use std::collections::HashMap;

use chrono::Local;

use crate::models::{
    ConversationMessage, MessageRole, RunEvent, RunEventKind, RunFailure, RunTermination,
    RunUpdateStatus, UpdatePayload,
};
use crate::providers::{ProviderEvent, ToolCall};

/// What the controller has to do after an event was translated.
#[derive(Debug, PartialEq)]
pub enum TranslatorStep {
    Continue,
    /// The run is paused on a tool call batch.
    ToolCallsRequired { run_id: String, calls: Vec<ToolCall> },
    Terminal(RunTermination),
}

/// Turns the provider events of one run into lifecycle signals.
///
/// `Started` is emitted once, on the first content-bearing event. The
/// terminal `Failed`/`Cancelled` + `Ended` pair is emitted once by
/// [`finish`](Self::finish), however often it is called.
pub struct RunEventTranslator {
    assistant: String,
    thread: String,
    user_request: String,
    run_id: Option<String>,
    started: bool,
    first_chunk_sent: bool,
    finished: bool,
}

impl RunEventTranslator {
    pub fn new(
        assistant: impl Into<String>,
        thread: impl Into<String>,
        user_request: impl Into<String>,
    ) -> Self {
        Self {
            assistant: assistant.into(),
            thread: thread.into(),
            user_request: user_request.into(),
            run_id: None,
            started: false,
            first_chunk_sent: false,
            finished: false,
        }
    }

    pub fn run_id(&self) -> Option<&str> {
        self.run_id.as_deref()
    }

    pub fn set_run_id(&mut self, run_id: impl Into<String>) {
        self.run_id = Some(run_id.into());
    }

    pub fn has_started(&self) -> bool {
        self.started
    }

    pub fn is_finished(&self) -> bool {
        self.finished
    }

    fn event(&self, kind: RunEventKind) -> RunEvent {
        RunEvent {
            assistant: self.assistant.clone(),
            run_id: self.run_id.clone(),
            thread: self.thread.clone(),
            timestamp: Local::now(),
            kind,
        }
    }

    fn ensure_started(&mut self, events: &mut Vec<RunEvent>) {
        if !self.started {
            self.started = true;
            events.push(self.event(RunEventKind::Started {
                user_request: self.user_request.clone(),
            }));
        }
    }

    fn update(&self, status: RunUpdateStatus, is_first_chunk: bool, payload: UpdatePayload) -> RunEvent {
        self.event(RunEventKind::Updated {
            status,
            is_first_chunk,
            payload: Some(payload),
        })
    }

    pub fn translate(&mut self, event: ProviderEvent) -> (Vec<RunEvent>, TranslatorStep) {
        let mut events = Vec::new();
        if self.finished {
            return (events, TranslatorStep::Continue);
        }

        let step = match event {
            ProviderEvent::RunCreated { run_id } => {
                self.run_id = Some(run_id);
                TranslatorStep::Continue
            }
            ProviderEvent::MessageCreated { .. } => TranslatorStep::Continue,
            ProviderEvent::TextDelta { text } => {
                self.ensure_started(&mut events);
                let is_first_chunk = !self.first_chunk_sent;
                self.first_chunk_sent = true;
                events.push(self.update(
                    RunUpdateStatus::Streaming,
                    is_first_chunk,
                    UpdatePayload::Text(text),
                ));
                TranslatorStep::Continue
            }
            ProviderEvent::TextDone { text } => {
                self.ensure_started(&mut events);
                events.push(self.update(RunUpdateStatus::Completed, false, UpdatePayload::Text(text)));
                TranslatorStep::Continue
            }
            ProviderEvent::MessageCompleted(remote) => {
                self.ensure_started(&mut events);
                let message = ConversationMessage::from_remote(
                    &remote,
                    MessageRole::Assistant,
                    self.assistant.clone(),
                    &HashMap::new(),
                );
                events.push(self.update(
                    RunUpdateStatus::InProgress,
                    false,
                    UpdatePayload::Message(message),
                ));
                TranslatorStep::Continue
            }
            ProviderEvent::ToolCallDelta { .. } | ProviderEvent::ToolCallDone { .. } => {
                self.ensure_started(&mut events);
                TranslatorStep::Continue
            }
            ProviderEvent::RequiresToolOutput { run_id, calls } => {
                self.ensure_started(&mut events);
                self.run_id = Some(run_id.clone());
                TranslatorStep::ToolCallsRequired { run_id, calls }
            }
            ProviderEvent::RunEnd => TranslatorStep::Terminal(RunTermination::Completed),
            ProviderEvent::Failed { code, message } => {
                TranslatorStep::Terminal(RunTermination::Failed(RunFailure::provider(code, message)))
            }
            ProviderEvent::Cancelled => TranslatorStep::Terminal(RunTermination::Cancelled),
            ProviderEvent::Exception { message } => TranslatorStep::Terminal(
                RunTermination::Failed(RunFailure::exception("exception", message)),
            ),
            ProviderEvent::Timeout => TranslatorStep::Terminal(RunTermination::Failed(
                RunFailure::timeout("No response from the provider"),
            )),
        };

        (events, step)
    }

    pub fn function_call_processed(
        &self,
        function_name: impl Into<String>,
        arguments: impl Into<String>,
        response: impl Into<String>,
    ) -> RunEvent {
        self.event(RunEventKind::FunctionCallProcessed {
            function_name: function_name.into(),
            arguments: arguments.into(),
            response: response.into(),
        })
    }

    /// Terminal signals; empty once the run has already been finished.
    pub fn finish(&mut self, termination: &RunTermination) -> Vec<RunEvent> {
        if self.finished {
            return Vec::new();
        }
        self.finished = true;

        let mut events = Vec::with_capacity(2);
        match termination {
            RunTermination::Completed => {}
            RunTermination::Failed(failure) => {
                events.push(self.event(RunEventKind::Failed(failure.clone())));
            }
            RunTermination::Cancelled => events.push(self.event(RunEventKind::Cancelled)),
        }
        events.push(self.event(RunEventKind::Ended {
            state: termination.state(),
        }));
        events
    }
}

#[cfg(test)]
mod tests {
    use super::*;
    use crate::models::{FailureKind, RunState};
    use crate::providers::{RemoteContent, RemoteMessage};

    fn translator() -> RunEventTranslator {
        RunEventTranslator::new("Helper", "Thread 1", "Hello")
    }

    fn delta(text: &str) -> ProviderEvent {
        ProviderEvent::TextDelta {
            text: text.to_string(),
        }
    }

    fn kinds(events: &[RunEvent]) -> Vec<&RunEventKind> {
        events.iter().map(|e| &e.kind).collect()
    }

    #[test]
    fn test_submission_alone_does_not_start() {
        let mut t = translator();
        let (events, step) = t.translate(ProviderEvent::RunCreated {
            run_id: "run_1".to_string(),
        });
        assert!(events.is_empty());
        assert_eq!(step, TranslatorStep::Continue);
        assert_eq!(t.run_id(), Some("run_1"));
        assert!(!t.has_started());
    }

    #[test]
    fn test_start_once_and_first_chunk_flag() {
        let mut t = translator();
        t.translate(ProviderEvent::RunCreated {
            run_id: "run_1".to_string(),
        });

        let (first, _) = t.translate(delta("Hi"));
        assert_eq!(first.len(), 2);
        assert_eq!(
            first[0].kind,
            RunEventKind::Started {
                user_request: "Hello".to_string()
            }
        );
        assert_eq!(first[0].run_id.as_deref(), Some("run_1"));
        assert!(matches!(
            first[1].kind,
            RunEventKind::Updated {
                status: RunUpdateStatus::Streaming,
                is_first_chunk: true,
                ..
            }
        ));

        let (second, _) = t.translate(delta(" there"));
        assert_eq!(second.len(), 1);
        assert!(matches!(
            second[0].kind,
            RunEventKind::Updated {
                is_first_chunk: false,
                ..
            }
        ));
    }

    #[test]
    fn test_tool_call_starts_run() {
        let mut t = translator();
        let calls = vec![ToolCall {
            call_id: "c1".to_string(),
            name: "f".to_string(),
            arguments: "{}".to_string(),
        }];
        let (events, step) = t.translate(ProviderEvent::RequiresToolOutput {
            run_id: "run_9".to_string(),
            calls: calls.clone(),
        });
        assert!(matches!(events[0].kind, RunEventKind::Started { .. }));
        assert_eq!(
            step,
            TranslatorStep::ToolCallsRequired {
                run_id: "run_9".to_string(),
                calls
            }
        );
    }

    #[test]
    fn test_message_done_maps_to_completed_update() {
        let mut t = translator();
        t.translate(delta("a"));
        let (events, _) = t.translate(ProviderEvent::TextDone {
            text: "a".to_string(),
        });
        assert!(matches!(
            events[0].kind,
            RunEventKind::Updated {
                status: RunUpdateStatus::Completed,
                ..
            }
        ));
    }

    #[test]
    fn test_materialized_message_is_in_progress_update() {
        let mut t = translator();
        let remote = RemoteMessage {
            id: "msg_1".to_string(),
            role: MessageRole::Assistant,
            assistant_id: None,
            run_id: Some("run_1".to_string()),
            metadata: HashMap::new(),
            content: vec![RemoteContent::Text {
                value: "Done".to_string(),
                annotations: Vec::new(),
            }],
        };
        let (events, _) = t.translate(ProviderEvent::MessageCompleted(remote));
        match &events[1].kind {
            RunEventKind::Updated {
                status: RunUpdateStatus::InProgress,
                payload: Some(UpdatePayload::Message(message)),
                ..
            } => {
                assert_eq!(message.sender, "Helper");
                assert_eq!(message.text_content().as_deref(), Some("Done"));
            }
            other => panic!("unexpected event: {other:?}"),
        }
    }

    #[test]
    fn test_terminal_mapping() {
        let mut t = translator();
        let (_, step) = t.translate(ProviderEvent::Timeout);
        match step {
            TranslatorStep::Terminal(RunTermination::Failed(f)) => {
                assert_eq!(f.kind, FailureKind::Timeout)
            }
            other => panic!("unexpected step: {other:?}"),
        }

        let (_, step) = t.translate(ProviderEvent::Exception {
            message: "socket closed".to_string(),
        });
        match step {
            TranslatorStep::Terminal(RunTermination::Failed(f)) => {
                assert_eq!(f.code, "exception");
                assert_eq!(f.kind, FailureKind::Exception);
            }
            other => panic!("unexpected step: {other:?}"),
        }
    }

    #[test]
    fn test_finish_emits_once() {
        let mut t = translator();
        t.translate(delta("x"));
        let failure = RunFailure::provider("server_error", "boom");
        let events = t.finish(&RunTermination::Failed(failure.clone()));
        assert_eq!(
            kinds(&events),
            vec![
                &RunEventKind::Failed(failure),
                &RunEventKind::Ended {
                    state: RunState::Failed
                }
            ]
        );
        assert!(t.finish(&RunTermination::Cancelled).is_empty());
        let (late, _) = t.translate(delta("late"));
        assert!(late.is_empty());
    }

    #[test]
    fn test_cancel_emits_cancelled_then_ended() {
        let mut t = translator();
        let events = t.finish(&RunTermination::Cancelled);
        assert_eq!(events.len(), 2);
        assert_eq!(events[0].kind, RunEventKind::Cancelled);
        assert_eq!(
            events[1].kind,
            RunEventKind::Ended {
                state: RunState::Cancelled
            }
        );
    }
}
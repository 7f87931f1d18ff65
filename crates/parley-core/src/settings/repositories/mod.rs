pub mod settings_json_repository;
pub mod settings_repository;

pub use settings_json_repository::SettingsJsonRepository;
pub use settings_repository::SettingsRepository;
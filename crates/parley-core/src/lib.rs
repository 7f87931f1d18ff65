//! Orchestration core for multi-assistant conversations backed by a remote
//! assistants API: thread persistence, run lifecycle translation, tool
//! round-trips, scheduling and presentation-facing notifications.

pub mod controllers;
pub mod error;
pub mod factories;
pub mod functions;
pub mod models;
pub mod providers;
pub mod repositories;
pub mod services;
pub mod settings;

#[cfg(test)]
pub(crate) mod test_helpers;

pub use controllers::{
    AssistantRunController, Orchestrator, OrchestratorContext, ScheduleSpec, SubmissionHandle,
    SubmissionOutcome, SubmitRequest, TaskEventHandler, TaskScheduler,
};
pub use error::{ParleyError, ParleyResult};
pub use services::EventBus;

==

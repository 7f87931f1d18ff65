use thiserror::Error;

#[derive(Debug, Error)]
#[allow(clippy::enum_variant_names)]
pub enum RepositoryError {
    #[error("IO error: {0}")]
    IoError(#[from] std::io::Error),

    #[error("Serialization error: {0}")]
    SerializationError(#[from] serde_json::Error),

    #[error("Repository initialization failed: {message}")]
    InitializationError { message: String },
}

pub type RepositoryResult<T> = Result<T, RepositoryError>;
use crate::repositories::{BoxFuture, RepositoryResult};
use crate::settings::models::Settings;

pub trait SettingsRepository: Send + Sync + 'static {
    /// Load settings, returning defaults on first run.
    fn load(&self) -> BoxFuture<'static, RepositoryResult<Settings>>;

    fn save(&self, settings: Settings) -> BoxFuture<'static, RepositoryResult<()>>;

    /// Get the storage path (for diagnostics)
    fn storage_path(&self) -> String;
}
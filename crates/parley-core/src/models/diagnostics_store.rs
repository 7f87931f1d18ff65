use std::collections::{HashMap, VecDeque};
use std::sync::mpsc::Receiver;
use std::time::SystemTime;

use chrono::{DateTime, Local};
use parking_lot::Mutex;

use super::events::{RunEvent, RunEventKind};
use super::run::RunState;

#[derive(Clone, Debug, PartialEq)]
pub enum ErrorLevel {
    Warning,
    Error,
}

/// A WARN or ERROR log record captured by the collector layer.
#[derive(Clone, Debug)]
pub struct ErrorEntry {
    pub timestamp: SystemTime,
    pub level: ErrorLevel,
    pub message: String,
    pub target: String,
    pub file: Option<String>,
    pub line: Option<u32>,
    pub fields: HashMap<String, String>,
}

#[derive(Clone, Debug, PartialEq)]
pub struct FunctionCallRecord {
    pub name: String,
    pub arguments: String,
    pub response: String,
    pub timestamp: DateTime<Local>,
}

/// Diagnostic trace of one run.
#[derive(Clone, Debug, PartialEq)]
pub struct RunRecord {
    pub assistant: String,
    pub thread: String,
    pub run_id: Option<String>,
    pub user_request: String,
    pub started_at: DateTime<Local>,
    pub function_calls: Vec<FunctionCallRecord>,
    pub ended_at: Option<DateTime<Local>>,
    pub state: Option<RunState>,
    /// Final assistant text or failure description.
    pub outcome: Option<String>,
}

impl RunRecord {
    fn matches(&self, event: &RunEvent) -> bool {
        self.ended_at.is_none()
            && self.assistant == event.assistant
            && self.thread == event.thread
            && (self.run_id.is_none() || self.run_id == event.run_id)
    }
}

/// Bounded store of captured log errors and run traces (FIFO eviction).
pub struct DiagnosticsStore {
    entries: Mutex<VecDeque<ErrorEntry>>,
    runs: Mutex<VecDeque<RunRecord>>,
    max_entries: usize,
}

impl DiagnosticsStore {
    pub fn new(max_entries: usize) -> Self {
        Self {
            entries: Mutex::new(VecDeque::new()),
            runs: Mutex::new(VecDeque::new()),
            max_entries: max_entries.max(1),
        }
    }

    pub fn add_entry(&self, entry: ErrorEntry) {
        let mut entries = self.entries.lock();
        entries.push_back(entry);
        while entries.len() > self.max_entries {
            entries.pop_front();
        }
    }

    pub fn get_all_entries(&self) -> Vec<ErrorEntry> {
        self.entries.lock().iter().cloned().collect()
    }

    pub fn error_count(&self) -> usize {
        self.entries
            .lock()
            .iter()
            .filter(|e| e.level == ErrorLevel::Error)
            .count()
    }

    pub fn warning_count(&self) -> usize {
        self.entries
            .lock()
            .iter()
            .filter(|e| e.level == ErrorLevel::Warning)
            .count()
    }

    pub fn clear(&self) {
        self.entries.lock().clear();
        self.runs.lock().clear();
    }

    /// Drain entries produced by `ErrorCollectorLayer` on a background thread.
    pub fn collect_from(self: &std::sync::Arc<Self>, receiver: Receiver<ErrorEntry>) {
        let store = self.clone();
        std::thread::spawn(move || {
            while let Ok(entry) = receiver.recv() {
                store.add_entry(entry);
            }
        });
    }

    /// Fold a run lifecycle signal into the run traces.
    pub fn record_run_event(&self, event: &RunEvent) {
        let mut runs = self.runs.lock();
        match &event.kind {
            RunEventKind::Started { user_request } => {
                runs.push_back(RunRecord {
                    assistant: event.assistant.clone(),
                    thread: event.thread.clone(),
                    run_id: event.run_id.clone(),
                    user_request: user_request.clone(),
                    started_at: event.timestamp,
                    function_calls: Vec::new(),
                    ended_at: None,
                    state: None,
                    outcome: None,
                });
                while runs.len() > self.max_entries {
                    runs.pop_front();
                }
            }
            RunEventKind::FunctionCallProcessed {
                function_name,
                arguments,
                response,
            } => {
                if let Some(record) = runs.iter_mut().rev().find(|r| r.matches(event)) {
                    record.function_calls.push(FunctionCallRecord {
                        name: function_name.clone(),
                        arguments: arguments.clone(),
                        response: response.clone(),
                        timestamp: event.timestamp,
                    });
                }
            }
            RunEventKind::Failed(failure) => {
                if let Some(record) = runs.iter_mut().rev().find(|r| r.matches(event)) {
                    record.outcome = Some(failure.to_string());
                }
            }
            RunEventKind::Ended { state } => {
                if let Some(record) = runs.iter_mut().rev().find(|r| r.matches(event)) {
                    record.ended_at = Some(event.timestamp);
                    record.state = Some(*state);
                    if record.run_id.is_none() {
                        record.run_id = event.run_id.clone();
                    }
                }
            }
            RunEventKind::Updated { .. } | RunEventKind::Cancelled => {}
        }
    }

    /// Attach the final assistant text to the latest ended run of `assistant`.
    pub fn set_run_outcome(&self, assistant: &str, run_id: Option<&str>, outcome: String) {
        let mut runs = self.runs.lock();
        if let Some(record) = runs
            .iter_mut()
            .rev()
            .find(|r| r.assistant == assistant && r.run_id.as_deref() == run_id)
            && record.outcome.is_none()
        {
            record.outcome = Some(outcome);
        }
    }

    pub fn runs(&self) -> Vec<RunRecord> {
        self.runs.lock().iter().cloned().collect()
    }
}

*Exercise*: An answer is complete only when it holds every line above containing the string "static".

*Result of this exercise*:
pub trait SettingsRepository: Send + Sync + 'static {
    fn load(&self) -> BoxFuture<'static, RepositoryResult<Settings>>;
    fn save(&self, settings: Settings) -> BoxFuture<'static, RepositoryResult<()>>;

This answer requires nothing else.